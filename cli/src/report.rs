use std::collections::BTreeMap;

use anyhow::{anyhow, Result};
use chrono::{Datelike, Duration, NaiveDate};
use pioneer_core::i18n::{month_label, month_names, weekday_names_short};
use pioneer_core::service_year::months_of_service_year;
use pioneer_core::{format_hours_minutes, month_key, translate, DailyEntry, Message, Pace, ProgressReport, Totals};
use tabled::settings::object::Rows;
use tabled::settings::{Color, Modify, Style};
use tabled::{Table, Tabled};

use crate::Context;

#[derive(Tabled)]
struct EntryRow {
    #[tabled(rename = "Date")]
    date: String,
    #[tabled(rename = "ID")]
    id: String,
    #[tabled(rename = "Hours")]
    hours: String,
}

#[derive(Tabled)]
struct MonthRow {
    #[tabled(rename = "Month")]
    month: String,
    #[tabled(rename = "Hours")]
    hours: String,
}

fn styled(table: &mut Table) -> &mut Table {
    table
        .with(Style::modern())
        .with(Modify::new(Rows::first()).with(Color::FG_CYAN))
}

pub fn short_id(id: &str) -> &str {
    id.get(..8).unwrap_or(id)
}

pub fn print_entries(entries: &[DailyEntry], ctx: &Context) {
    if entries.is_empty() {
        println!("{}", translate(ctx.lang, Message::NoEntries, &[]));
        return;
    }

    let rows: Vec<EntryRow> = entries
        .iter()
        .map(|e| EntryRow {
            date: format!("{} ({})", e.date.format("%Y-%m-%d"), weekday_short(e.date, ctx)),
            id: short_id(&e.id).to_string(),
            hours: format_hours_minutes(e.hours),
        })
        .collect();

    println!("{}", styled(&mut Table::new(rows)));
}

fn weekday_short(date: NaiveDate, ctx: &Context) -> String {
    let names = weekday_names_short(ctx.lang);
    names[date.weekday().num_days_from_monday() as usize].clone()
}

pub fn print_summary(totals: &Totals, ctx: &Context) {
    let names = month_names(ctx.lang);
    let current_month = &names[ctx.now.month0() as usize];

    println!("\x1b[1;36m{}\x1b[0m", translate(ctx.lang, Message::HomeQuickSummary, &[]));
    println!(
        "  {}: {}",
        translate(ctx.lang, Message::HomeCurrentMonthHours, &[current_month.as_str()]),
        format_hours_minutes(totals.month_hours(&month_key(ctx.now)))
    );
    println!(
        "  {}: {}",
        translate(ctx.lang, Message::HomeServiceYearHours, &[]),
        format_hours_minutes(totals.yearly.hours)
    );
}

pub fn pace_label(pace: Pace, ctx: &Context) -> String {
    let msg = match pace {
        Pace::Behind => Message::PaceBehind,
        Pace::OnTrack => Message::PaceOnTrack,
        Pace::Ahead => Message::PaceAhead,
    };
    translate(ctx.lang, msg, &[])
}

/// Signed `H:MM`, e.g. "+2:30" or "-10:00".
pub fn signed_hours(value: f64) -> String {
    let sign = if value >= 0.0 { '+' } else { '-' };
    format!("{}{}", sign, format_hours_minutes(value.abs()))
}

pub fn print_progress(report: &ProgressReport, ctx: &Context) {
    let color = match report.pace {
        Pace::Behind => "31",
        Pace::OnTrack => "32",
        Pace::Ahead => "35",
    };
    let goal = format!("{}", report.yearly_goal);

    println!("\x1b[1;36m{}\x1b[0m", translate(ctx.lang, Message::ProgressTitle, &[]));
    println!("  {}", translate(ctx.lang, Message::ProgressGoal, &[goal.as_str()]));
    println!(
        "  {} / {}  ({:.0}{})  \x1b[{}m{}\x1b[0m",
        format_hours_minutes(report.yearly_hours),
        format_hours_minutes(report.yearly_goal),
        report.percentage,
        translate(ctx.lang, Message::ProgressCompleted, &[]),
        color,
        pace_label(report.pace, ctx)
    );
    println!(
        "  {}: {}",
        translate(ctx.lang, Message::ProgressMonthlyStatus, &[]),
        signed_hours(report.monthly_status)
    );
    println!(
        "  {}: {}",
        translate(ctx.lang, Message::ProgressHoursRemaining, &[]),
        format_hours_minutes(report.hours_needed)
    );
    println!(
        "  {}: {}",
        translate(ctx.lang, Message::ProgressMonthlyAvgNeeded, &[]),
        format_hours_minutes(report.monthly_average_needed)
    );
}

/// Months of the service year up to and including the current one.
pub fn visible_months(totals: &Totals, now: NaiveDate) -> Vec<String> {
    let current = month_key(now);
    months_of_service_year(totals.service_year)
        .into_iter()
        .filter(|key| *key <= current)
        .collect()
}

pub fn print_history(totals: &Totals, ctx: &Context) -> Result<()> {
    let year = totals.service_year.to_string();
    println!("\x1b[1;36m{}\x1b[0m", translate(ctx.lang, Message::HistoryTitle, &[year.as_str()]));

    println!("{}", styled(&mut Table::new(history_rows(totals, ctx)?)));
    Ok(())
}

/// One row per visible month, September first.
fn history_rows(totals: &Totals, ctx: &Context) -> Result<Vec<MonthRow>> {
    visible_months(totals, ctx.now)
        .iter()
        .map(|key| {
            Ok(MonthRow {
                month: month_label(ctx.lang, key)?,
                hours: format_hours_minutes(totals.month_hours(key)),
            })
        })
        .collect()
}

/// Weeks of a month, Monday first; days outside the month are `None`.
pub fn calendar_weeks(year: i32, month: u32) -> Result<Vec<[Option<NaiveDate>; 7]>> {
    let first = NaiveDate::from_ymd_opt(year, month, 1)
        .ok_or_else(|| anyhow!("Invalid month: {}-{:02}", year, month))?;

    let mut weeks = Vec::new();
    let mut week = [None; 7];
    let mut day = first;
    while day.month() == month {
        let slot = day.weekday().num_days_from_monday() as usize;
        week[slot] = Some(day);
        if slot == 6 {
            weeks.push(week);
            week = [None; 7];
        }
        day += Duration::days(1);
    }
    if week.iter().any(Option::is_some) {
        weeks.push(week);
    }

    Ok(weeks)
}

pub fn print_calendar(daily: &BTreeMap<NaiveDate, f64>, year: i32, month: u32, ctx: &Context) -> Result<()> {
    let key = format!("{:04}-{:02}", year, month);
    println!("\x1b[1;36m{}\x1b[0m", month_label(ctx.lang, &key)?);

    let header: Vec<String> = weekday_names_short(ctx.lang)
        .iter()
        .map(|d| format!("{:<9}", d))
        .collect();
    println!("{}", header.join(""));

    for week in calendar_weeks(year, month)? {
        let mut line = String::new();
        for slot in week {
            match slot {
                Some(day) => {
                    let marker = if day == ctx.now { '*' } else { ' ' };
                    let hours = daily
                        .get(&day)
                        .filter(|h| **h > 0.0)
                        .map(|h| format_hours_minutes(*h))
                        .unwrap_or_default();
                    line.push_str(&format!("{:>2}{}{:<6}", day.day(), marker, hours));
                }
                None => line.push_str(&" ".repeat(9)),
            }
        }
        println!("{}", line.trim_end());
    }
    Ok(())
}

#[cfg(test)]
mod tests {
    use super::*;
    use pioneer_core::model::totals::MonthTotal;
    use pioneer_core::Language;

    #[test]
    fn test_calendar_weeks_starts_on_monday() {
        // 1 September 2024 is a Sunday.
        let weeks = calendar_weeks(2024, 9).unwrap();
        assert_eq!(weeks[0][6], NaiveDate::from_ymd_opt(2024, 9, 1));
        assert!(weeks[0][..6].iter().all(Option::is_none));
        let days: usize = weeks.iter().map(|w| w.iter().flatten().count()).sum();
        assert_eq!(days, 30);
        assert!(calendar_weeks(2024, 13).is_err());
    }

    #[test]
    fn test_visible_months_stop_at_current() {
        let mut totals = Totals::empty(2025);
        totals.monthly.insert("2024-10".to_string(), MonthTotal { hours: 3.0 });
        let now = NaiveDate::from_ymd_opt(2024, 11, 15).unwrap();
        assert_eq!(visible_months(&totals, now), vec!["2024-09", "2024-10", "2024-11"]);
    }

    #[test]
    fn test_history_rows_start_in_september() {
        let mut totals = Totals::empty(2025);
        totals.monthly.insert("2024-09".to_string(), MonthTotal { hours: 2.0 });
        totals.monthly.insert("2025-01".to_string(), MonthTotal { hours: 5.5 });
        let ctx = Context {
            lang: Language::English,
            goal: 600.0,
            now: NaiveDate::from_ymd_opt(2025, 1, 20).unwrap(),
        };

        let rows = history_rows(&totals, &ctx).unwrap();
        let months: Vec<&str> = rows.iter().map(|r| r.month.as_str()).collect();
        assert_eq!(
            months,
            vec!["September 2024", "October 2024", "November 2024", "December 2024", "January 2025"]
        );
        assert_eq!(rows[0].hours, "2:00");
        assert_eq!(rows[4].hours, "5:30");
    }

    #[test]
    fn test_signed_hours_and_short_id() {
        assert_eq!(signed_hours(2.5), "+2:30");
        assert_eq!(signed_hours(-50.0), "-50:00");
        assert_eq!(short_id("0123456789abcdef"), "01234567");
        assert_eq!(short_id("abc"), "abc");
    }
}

* [REQUIREMENT]: Using the data above, print exactly the lines from the line that contains "#[cfg(test)]" through the line that contains "assert_eq!(weeks[0][6], NaiveDate::from_ymd_opt(2024, 9, 1));", with both included.

* [OUTPUT OF THE TASK]:
#[cfg(test)]
mod tests {
    use super::*;
    use pioneer_core::model::totals::MonthTotal;
    use pioneer_core::Language;

    #[test]
    fn test_calendar_weeks_starts_on_monday() {
        // 1 September 2024 is a Sunday.
        let weeks = calendar_weeks(2024, 9).unwrap();
        assert_eq!(weeks[0][6], NaiveDate::from_ymd_opt(2024, 9, 1));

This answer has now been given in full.